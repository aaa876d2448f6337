//! Secure random source.
//!
//! Thin, stateless wrappers over the operating system CSPRNG (`OsRng`).
//! Nothing here keeps state between calls.

use base64::{Engine as _, engine::general_purpose::URL_SAFE_NO_PAD};
use rand::rngs::OsRng;
use rand::{Rng, RngCore};
use secrecy::SecretString;
use secrecy::zeroize::Zeroize;
use subtle::ConstantTimeEq;

use crate::error::{PasswordError, Result};

/// Picks one element uniformly at random.
///
/// # Errors
/// `PasswordError::EmptyAlphabet` if `alphabet` is empty.
pub fn choice<T: Copy>(alphabet: &[T]) -> Result<T> {
    if alphabet.is_empty() {
        return Err(PasswordError::EmptyAlphabet);
    }
    Ok(alphabet[OsRng.gen_range(0..alphabet.len())])
}

/// Uniform integer in `[min, max]`, both inclusive.
///
/// Sampling goes through `rand`'s uniform range sampler, which rejects
/// out-of-zone draws instead of reducing modulo the range.
pub fn randint(min: i64, max: i64) -> Result<i64> {
    if min > max {
        return Err(PasswordError::InvalidRange { min, max });
    }
    Ok(OsRng.gen_range(min..=max))
}

/// Returns a uniformly shuffled copy of `items` (Fisher-Yates).
///
/// The input slice is left untouched.
pub fn shuffle<T: Clone>(items: &[T]) -> Vec<T> {
    let mut shuffled = items.to_vec();
    for i in (1..shuffled.len()).rev() {
        let j = OsRng.gen_range(0..=i);
        shuffled.swap(i, j);
    }
    shuffled
}

/// Compares two strings without short-circuiting on the first differing byte.
///
/// Lengths are not hidden.
pub fn constant_time_equals(a: &str, b: &str) -> bool {
    bool::from(a.as_bytes().ct_eq(b.as_bytes()))
}

/// Generates a URL-safe token from `num_bytes` random bytes.
///
/// The token is unpadded base64, so it is roughly `4/3 * num_bytes` long.
pub fn generate_token(num_bytes: usize) -> Result<SecretString> {
    if num_bytes == 0 {
        return Err(PasswordError::InvalidLength {
            requested: 0,
            min: 1,
            max: usize::MAX,
        });
    }

    let mut bytes = vec![0u8; num_bytes];
    OsRng.fill_bytes(&mut bytes);
    let token = URL_SAFE_NO_PAD.encode(&bytes);
    bytes.zeroize();

    Ok(SecretString::new(token.into()))
}

#[cfg(test)]
mod tests {
    use super::*;
    use secrecy::ExposeSecret;
    use std::collections::HashSet;

    #[test]
    fn test_choice_empty_alphabet() {
        let empty: [char; 0] = [];
        assert_eq!(choice(&empty), Err(PasswordError::EmptyAlphabet));
    }

    #[test]
    fn test_choice_stays_in_alphabet() {
        let alphabet = ['x', 'y', 'z'];
        for _ in 0..100 {
            let c = choice(&alphabet).unwrap();
            assert!(alphabet.contains(&c));
        }
    }

    #[test]
    fn test_choice_covers_alphabet() {
        let alphabet = [1u8, 2, 3, 4];
        let seen: HashSet<u8> = (0..500).map(|_| choice(&alphabet).unwrap()).collect();
        assert_eq!(seen.len(), alphabet.len());
    }

    #[test]
    fn test_randint_bounds_inclusive() {
        let mut seen = HashSet::new();
        for _ in 0..500 {
            let n = randint(-2, 2).unwrap();
            assert!((-2..=2).contains(&n));
            seen.insert(n);
        }
        assert_eq!(seen.len(), 5);
    }

    #[test]
    fn test_randint_single_value() {
        assert_eq!(randint(7, 7), Ok(7));
    }

    #[test]
    fn test_randint_inverted_range() {
        assert_eq!(
            randint(5, 1),
            Err(PasswordError::InvalidRange { min: 5, max: 1 })
        );
    }

    #[test]
    fn test_shuffle_is_permutation_and_input_untouched() {
        let original: Vec<u32> = (0..50).collect();
        let shuffled = shuffle(&original);

        assert_eq!(original, (0..50).collect::<Vec<_>>());
        let mut sorted = shuffled.clone();
        sorted.sort_unstable();
        assert_eq!(sorted, original);
    }

    #[test]
    fn test_shuffle_empty_and_single() {
        assert!(shuffle::<u8>(&[]).is_empty());
        assert_eq!(shuffle(&['a']), vec!['a']);
    }

    #[test]
    fn test_shuffle_moves_first_element() {
        // First element of 0..10 stays put with probability 1/10 per draw.
        let items: Vec<u8> = (0..10).collect();
        let moved = (0..200).filter(|_| shuffle(&items)[0] != 0).count();
        assert!(moved > 100, "first element moved only {} times", moved);
    }

    #[test]
    fn test_constant_time_equals() {
        assert!(constant_time_equals("secret", "secret"));
        assert!(!constant_time_equals("secret", "secreT"));
        assert!(!constant_time_equals("secret", "secret2"));
        assert!(constant_time_equals("", ""));
    }

    #[test]
    fn test_generate_token_url_safe() {
        let token = generate_token(32).unwrap();
        let value = token.expose_secret();
        assert_eq!(value.len(), 43);
        assert!(
            value
                .chars()
                .all(|c| c.is_ascii_alphanumeric() || c == '-' || c == '_')
        );
    }

    #[test]
    fn test_generate_token_zero_bytes() {
        assert!(matches!(
            generate_token(0),
            Err(PasswordError::InvalidLength { .. })
        ));
    }
}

* * * *

An acceptable answer repeats every entry exactly, with nothing omitted.

repository aaa876d2448f6337
//! Secure random source.
//!
//! Thin, stateless wrappers over the operating system CSPRNG (`OsRng`).
//! Nothing here keeps state between calls.

use base64::{Engine as _, engine::general_purpose::URL_SAFE_NO_PAD};
use rand::rngs::OsRng;
use rand::{Rng, RngCore};
use secrecy::SecretString;
use secrecy::zeroize::Zeroize;
use subtle::ConstantTimeEq;

use crate::error::{PasswordError, Result};

/// Picks one element uniformly at random.
///
/// # Errors
/// `PasswordError::EmptyAlphabet` if `alphabet` is empty.
pub fn choice<T: Copy>(alphabet: &[T]) -> Result<T> {
    if alphabet.is_empty() {
        return Err(PasswordError::EmptyAlphabet);
    }
    Ok(alphabet[OsRng.gen_range(0..alphabet.len())])
}

/// Uniform integer in `[min, max]`, both inclusive.
///
/// Sampling goes through `rand`'s uniform range sampler, which rejects
/// out-of-zone draws instead of reducing modulo the range.
pub fn randint(min: i64, max: i64) -> Result<i64> {
    if min > max {
        return Err(PasswordError::InvalidRange { min, max });
    }
    Ok(OsRng.gen_range(min..=max))
}

/// Returns a uniformly shuffled copy of `items` (Fisher-Yates).
///
/// The input slice is left untouched.
pub fn shuffle<T: Clone>(items: &[T]) -> Vec<T> {
    let mut shuffled = items.to_vec();
    for i in (1..shuffled.len()).rev() {
        let j = OsRng.gen_range(0..=i);
        shuffled.swap(i, j);
    }
    shuffled
}

/// Compares two strings without short-circuiting on the first differing byte.
///
/// Lengths are not hidden.
pub fn constant_time_equals(a: &str, b: &str) -> bool {
    bool::from(a.as_bytes().ct_eq(b.as_bytes()))
}

/// Generates a URL-safe token from `num_bytes` random bytes.
///
/// The token is unpadded base64, so it is roughly `4/3 * num_bytes` long.
pub fn generate_token(num_bytes: usize) -> Result<SecretString> {
    if num_bytes == 0 {
        return Err(PasswordError::InvalidLength {
            requested: 0,
            min: 1,
            max: usize::MAX,
        });
    }

    let mut bytes = vec![0u8; num_bytes];
    OsRng.fill_bytes(&mut bytes);
    let token = URL_SAFE_NO_PAD.encode(&bytes);
    bytes.zeroize();

    Ok(SecretString::new(token.into()))
}

#[cfg(test)]
mod tests {
    use super::*;
    use secrecy::ExposeSecret;
    use std::collections::HashSet;

    #[test]
    fn test_choice_empty_alphabet() {
        let empty: [char; 0] = [];
        assert_eq!(choice(&empty), Err(PasswordError::EmptyAlphabet));
    }

    #[test]
    fn test_choice_stays_in_alphabet() {
        let alphabet = ['x', 'y', 'z'];
        for _ in 0..100 {
            let c = choice(&alphabet).unwrap();
            assert!(alphabet.contains(&c));
        }
    }

    #[test]
    fn test_choice_covers_alphabet() {
        let alphabet = [1u8, 2, 3, 4];
        let seen: HashSet<u8> = (0..500).map(|_| choice(&alphabet).unwrap()).collect();
        assert_eq!(seen.len(), alphabet.len());
    }

    #[test]
    fn test_randint_bounds_inclusive() {
        let mut seen = HashSet::new();
        for _ in 0..500 {
            let n = randint(-2, 2).unwrap();
            assert!((-2..=2).contains(&n));
            seen.insert(n);
        }
        assert_eq!(seen.len(), 5);
    }

    #[test]
    fn test_randint_single_value() {
        assert_eq!(randint(7, 7), Ok(7));
    }

    #[test]
    fn test_randint_inverted_range() {
        assert_eq!(
            randint(5, 1),
            Err(PasswordError::InvalidRange { min: 5, max: 1 })
        );
    }

    #[test]
    fn test_shuffle_is_permutation_and_input_untouched() {
        let original: Vec<u32> = (0..50).collect();
        let shuffled = shuffle(&original);

        assert_eq!(original, (0..50).collect::<Vec<_>>());
        let mut sorted = shuffled.clone();
        sorted.sort_unstable();
        assert_eq!(sorted, original);
    }

    #[test]
    fn test_shuffle_empty_and_single() {
        assert!(shuffle::<u8>(&[]).is_empty());
        assert_eq!(shuffle(&['a']), vec!['a']);
    }

    #[test]
    fn test_shuffle_moves_first_element() {
        // First element of 0..10 stays put with probability 1/10 per draw.
        let items: Vec<u8> = (0..10).collect();
        let moved = (0..200).filter(|_| shuffle(&items)[0] != 0).count();
        assert!(moved > 100, "first element moved only {} times", moved);
    }

    #[test]
    fn test_constant_time_equals() {
        assert!(constant_time_equals("secret", "secret"));
        assert!(!constant_time_equals("secret", "secreT"));
        assert!(!constant_time_equals("secret", "secret2"));
        assert!(constant_time_equals("", ""));
    }

    #[test]
    fn test_generate_token_url_safe() {
        let token = generate_token(32).unwrap();
        let value = token.expose_secret();
        assert_eq!(value.len(), 43);
        assert!(
            value
                .chars()
                .all(|c| c.is_ascii_alphanumeric() || c == '-' || c == '_')
        );
    }

    #[test]
    fn test_generate_token_zero_bytes() {
        assert!(matches!(
            generate_token(0),
            Err(PasswordError::InvalidLength { .. })
        ));
    }
}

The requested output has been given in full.